The full set of entries below is to be returned unchanged.

**Material for the task**
.....
//! Configuration for price_ingest_rust
//!
//! Read once at startup and passed into the ingestor; ticks never consult the
//! environment themselves.

use coinflow_rust_core::azure::KeyVaultClient;
use coinflow_rust_core::clients::coingecko::{COINGECKO_API, DEFAULT_TIMEOUT_SECS};
use coinflow_rust_core::{IngestError, IngestResult};
use std::env;
use std::time::Duration;

/// Every minute at second zero
pub const DEFAULT_SCHEDULE: &str = "0 */1 * * * *";

#[derive(Debug, Clone, PartialEq, Eq)]
pub struct IngestorConfig {
    // Destination
    pub keyvault_name: String,
    pub eventhub_secret_name: String,
    pub eventhub_name: String,

    // Trigger
    pub schedule: String,
    pub run_on_startup: bool,
    pub run_once: bool,

    // Upstream
    pub coingecko_base_url: String,
    pub coingecko_timeout_secs: u64,
}

impl IngestorConfig {
    pub fn from_env() -> IngestResult<Self> {
        Self::from_lookup(|key| env::var(key).ok())
    }

    /// Build from an arbitrary key lookup. Blank values count as unset.
    pub fn from_lookup<F>(lookup: F) -> IngestResult<Self>
    where
        F: Fn(&str) -> Option<String>,
    {
        let get = |key: &str| {
            lookup(key)
                .map(|v| v.trim().to_string())
                .filter(|v| !v.is_empty())
        };

        let keyvault_name = required(&get, "KEYVAULT_NAME")?;
        let eventhub_secret_name = required(&get, "EVENTHUB_SECRET_NAME")?;
        let eventhub_name = required(&get, "EVENTHUB_NAME")?;

        validate_vault_name(&keyvault_name)?;

        let coingecko_timeout_secs = parse_u64(&get, "COINGECKO_TIMEOUT_SECS", DEFAULT_TIMEOUT_SECS)?;
        if coingecko_timeout_secs == 0 {
            return Err(IngestError::Configuration(
                "COINGECKO_TIMEOUT_SECS must be > 0".to_string(),
            ));
        }

        Ok(Self {
            keyvault_name,
            eventhub_secret_name,
            eventhub_name,

            schedule: get("INGEST_SCHEDULE").unwrap_or_else(|| DEFAULT_SCHEDULE.to_string()),
            run_on_startup: parse_bool(&get, "INGEST_RUN_ON_STARTUP", false)?,
            run_once: parse_bool(&get, "INGEST_RUN_ONCE", false)?,

            coingecko_base_url: get("COINGECKO_BASE_URL").unwrap_or_else(|| COINGECKO_API.to_string()),
            coingecko_timeout_secs,
        })
    }

    pub fn vault_url(&self) -> String {
        KeyVaultClient::vault_url_for(&self.keyvault_name)
    }

    pub fn coingecko_timeout(&self) -> Duration {
        Duration::from_secs(self.coingecko_timeout_secs)
    }
}

fn required<F>(get: &F, var_name: &str) -> IngestResult<String>
where
    F: Fn(&str) -> Option<String>,
{
    get(var_name).ok_or_else(|| IngestError::Configuration(format!("{} must be set", var_name)))
}

/// Key Vault names: 3-24 chars of ASCII letters, digits and hyphens
fn validate_vault_name(name: &str) -> IngestResult<()> {
    let valid_chars = name.chars().all(|c| c.is_ascii_alphanumeric() || c == '-');
    if !(3..=24).contains(&name.len()) || !valid_chars {
        return Err(IngestError::Configuration(format!(
            "KEYVAULT_NAME '{}' is not a valid vault name",
            name
        )));
    }
    Ok(())
}

/// Parse environment variable as u64 with default fallback
fn parse_u64<F>(get: &F, var_name: &str, default: u64) -> IngestResult<u64>
where
    F: Fn(&str) -> Option<String>,
{
    match get(var_name) {
        Some(val) => val
            .parse()
            .map_err(|_| IngestError::Configuration(format!("{} must be a valid u64", var_name))),
        None => Ok(default),
    }
}

/// Parse environment variable as bool (`true/false/1/0/yes/no`) with default fallback
fn parse_bool<F>(get: &F, var_name: &str, default: bool) -> IngestResult<bool>
where
    F: Fn(&str) -> Option<String>,
{
    match get(var_name).map(|v| v.to_lowercase()) {
        Some(val) => match val.as_str() {
            "1" | "true" | "yes" => Ok(true),
            "0" | "false" | "no" => Ok(false),
            _ => Err(IngestError::Configuration(format!("{} must be a boolean", var_name))),
        },
        None => Ok(default),
    }
}
//! PriceIngestor: one tick of secret fetch, price fetch and publish
//!
//! Steps run strictly in order and the first failure ends the tick:
//! 1. Resolve the Event Hubs connection string from Key Vault
//! 2. Fetch BTC and ETH spot prices from CoinGecko
//! 3. Flatten them into a `PriceRecord`
//! 4. Open a producer, send the record as one event, close the producer

use crate::config::IngestorConfig;
use coinflow_rust_core::azure::{
    ChainedCredential, EventHubSink, EventProducer, EventSink, KeyVaultClient, SecretStore,
    TokenCredential,
};
use coinflow_rust_core::clients::{CoinGeckoClient, PriceSource};
use coinflow_rust_core::models::{AssetPair, PriceRecord, VS_CURRENCY};
use coinflow_rust_core::{IngestError, IngestResult};
use std::sync::Arc;
use tracing::{debug, info, warn};

pub struct PriceIngestor {
    secrets: Arc<dyn SecretStore>,
    prices: Arc<dyn PriceSource>,
    sink: Arc<dyn EventSink>,
    secret_name: String,
    event_hub: String,
}

impl PriceIngestor {
    pub fn new(
        config: &IngestorConfig,
        secrets: Arc<dyn SecretStore>,
        prices: Arc<dyn PriceSource>,
        sink: Arc<dyn EventSink>,
    ) -> Self {
        Self {
            secrets,
            prices,
            sink,
            secret_name: config.eventhub_secret_name.clone(),
            event_hub: config.eventhub_name.clone(),
        }
    }

    /// Wire the production collaborators: ambient Azure identity, Key Vault,
    /// CoinGecko and Event Hubs.
    pub fn from_config(config: &IngestorConfig) -> IngestResult<Self> {
        let credential = Arc::new(ChainedCredential::from_env()?);
        info!("Using {} for Key Vault access", credential.credential_name());

        let secrets = Arc::new(KeyVaultClient::with_vault_url(&config.vault_url(), credential)?);
        let prices = Arc::new(CoinGeckoClient::with_base_url(
            &config.coingecko_base_url,
            config.coingecko_timeout(),
        )?);
        let sink = Arc::new(EventHubSink::new());

        Ok(Self::new(config, secrets, prices, sink))
    }

    /// Run a single tick and return the record that was published
    pub async fn run_once(&self) -> IngestResult<PriceRecord> {
        info!("crypto_ingest_timer triggered");

        let connection_string = self.secrets.get_secret(&self.secret_name).await?;
        debug!("Resolved connection string from secret '{}'", self.secret_name);

        debug!("Fetching spot prices from {}", self.prices.provider_name());
        let body = self
            .prices
            .simple_price(&AssetPair::coin_ids(), VS_CURRENCY)
            .await?;

        let record = PriceRecord::from_simple_price(&body);
        let payload = record
            .to_json()
            .map_err(|e| IngestError::Publish(format!("Failed to serialize record: {}", e)))?;

        self.publish(connection_string.expose(), payload.clone()).await?;

        info!("Sent: {}", payload);
        Ok(record)
    }

    /// Send one message on a producer that lives only for this call.
    ///
    /// The producer is closed whether or not the send succeeded. A send
    /// failure takes precedence over a close failure.
    async fn publish(&self, connection_string: &str, payload: String) -> IngestResult<()> {
        let mut producer = self.sink.open(connection_string, &self.event_hub).await?;
        debug!("Publishing to event hub '{}'", producer.event_hub());

        let sent = producer.send(payload).await;
        let closed = producer.close().await;

        match (sent, closed) {
            (Err(send_err), Err(close_err)) => {
                warn!("Producer close failed after send error: {}", close_err);
                Err(send_err)
            }
            (Err(send_err), Ok(())) => Err(send_err),
            (Ok(()), closed) => closed,
        }
    }
}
.....
**Task answer**
//! Configuration for price_ingest_rust
//!
//! Read once at startup and passed into the ingestor; ticks never consult the
//! environment themselves.

use coinflow_rust_core::azure::KeyVaultClient;
use coinflow_rust_core::clients::coingecko::{COINGECKO_API, DEFAULT_TIMEOUT_SECS};
use coinflow_rust_core::{IngestError, IngestResult};
use std::env;
use std::time::Duration;

/// Every minute at second zero
pub const DEFAULT_SCHEDULE: &str = "0 */1 * * * *";

#[derive(Debug, Clone, PartialEq, Eq)]
pub struct IngestorConfig {
    // Destination
    pub keyvault_name: String,
    pub eventhub_secret_name: String,
    pub eventhub_name: String,

    // Trigger
    pub schedule: String,
    pub run_on_startup: bool,
    pub run_once: bool,

    // Upstream
    pub coingecko_base_url: String,
    pub coingecko_timeout_secs: u64,
}

impl IngestorConfig {
    pub fn from_env() -> IngestResult<Self> {
        Self::from_lookup(|key| env::var(key).ok())
    }

    /// Build from an arbitrary key lookup. Blank values count as unset.
    pub fn from_lookup<F>(lookup: F) -> IngestResult<Self>
    where
        F: Fn(&str) -> Option<String>,
    {
        let get = |key: &str| {
            lookup(key)
                .map(|v| v.trim().to_string())
                .filter(|v| !v.is_empty())
        };

        let keyvault_name = required(&get, "KEYVAULT_NAME")?;
        let eventhub_secret_name = required(&get, "EVENTHUB_SECRET_NAME")?;
        let eventhub_name = required(&get, "EVENTHUB_NAME")?;

        validate_vault_name(&keyvault_name)?;

        let coingecko_timeout_secs = parse_u64(&get, "COINGECKO_TIMEOUT_SECS", DEFAULT_TIMEOUT_SECS)?;
        if coingecko_timeout_secs == 0 {
            return Err(IngestError::Configuration(
                "COINGECKO_TIMEOUT_SECS must be > 0".to_string(),
            ));
        }

        Ok(Self {
            keyvault_name,
            eventhub_secret_name,
            eventhub_name,

            schedule: get("INGEST_SCHEDULE").unwrap_or_else(|| DEFAULT_SCHEDULE.to_string()),
            run_on_startup: parse_bool(&get, "INGEST_RUN_ON_STARTUP", false)?,
            run_once: parse_bool(&get, "INGEST_RUN_ONCE", false)?,

            coingecko_base_url: get("COINGECKO_BASE_URL").unwrap_or_else(|| COINGECKO_API.to_string()),
            coingecko_timeout_secs,
        })
    }

    pub fn vault_url(&self) -> String {
        KeyVaultClient::vault_url_for(&self.keyvault_name)
    }

    pub fn coingecko_timeout(&self) -> Duration {
        Duration::from_secs(self.coingecko_timeout_secs)
    }
}

fn required<F>(get: &F, var_name: &str) -> IngestResult<String>
where
    F: Fn(&str) -> Option<String>,
{
    get(var_name).ok_or_else(|| IngestError::Configuration(format!("{} must be set", var_name)))
}

/// Key Vault names: 3-24 chars of ASCII letters, digits and hyphens
fn validate_vault_name(name: &str) -> IngestResult<()> {
    let valid_chars = name.chars().all(|c| c.is_ascii_alphanumeric() || c == '-');
    if !(3..=24).contains(&name.len()) || !valid_chars {
        return Err(IngestError::Configuration(format!(
            "KEYVAULT_NAME '{}' is not a valid vault name",
            name
        )));
    }
    Ok(())
}

/// Parse environment variable as u64 with default fallback
fn parse_u64<F>(get: &F, var_name: &str, default: u64) -> IngestResult<u64>
where
    F: Fn(&str) -> Option<String>,
{
    match get(var_name) {
        Some(val) => val
            .parse()
            .map_err(|_| IngestError::Configuration(format!("{} must be a valid u64", var_name))),
        None => Ok(default),
    }
}

/// Parse environment variable as bool (`true/false/1/0/yes/no`) with default fallback
fn parse_bool<F>(get: &F, var_name: &str, default: bool) -> IngestResult<bool>
where
    F: Fn(&str) -> Option<String>,
{
    match get(var_name).map(|v| v.to_lowercase()) {
        Some(val) => match val.as_str() {
            "1" | "true" | "yes" => Ok(true),
            "0" | "false" | "no" => Ok(false),
            _ => Err(IngestError::Configuration(format!("{} must be a boolean", var_name))),
        },
        None => Ok(default),
    }
}
//! PriceIngestor: one tick of secret fetch, price fetch and publish
//!
//! Steps run strictly in order and the first failure ends the tick:
//! 1. Resolve the Event Hubs connection string from Key Vault
//! 2. Fetch BTC and ETH spot prices from CoinGecko
//! 3. Flatten them into a `PriceRecord`
//! 4. Open a producer, send the record as one event, close the producer

use crate::config::IngestorConfig;
use coinflow_rust_core::azure::{
    ChainedCredential, EventHubSink, EventProducer, EventSink, KeyVaultClient, SecretStore,
    TokenCredential,
};
use coinflow_rust_core::clients::{CoinGeckoClient, PriceSource};
use coinflow_rust_core::models::{AssetPair, PriceRecord, VS_CURRENCY};
use coinflow_rust_core::{IngestError, IngestResult};
use std::sync::Arc;
use tracing::{debug, info, warn};

pub struct PriceIngestor {
    secrets: Arc<dyn SecretStore>,
    prices: Arc<dyn PriceSource>,
    sink: Arc<dyn EventSink>,
    secret_name: String,
    event_hub: String,
}

impl PriceIngestor {
    pub fn new(
        config: &IngestorConfig,
        secrets: Arc<dyn SecretStore>,
        prices: Arc<dyn PriceSource>,
        sink: Arc<dyn EventSink>,
    ) -> Self {
        Self {
            secrets,
            prices,
            sink,
            secret_name: config.eventhub_secret_name.clone(),
            event_hub: config.eventhub_name.clone(),
        }
    }

    /// Wire the production collaborators: ambient Azure identity, Key Vault,
    /// CoinGecko and Event Hubs.
    pub fn from_config(config: &IngestorConfig) -> IngestResult<Self> {
        let credential = Arc::new(ChainedCredential::from_env()?);
        info!("Using {} for Key Vault access", credential.credential_name());

        let secrets = Arc::new(KeyVaultClient::with_vault_url(&config.vault_url(), credential)?);
        let prices = Arc::new(CoinGeckoClient::with_base_url(
            &config.coingecko_base_url,
            config.coingecko_timeout(),
        )?);
        let sink = Arc::new(EventHubSink::new());

        Ok(Self::new(config, secrets, prices, sink))
    }

    /// Run a single tick and return the record that was published
    pub async fn run_once(&self) -> IngestResult<PriceRecord> {
        info!("crypto_ingest_timer triggered");

        let connection_string = self.secrets.get_secret(&self.secret_name).await?;
        debug!("Resolved connection string from secret '{}'", self.secret_name);

        debug!("Fetching spot prices from {}", self.prices.provider_name());
        let body = self
            .prices
            .simple_price(&AssetPair::coin_ids(), VS_CURRENCY)
            .await?;

        let record = PriceRecord::from_simple_price(&body);
        let payload = record
            .to_json()
            .map_err(|e| IngestError::Publish(format!("Failed to serialize record: {}", e)))?;

        self.publish(connection_string.expose(), payload.clone()).await?;

        info!("Sent: {}", payload);
        Ok(record)
    }

    /// Send one message on a producer that lives only for this call.
    ///
    /// The producer is closed whether or not the send succeeded. A send
    /// failure takes precedence over a close failure.
    async fn publish(&self, connection_string: &str, payload: String) -> IngestResult<()> {
        let mut producer = self.sink.open(connection_string, &self.event_hub).await?;
        debug!("Publishing to event hub '{}'", producer.event_hub());

        let sent = producer.send(payload).await;
        let closed = producer.close().await;

        match (sent, closed) {
            (Err(send_err), Err(close_err)) => {
                warn!("Producer close failed after send error: {}", close_err);
                Err(send_err)
            }
            (Err(send_err), Ok(())) => Err(send_err),
            (Ok(()), closed) => closed,
        }
    }
}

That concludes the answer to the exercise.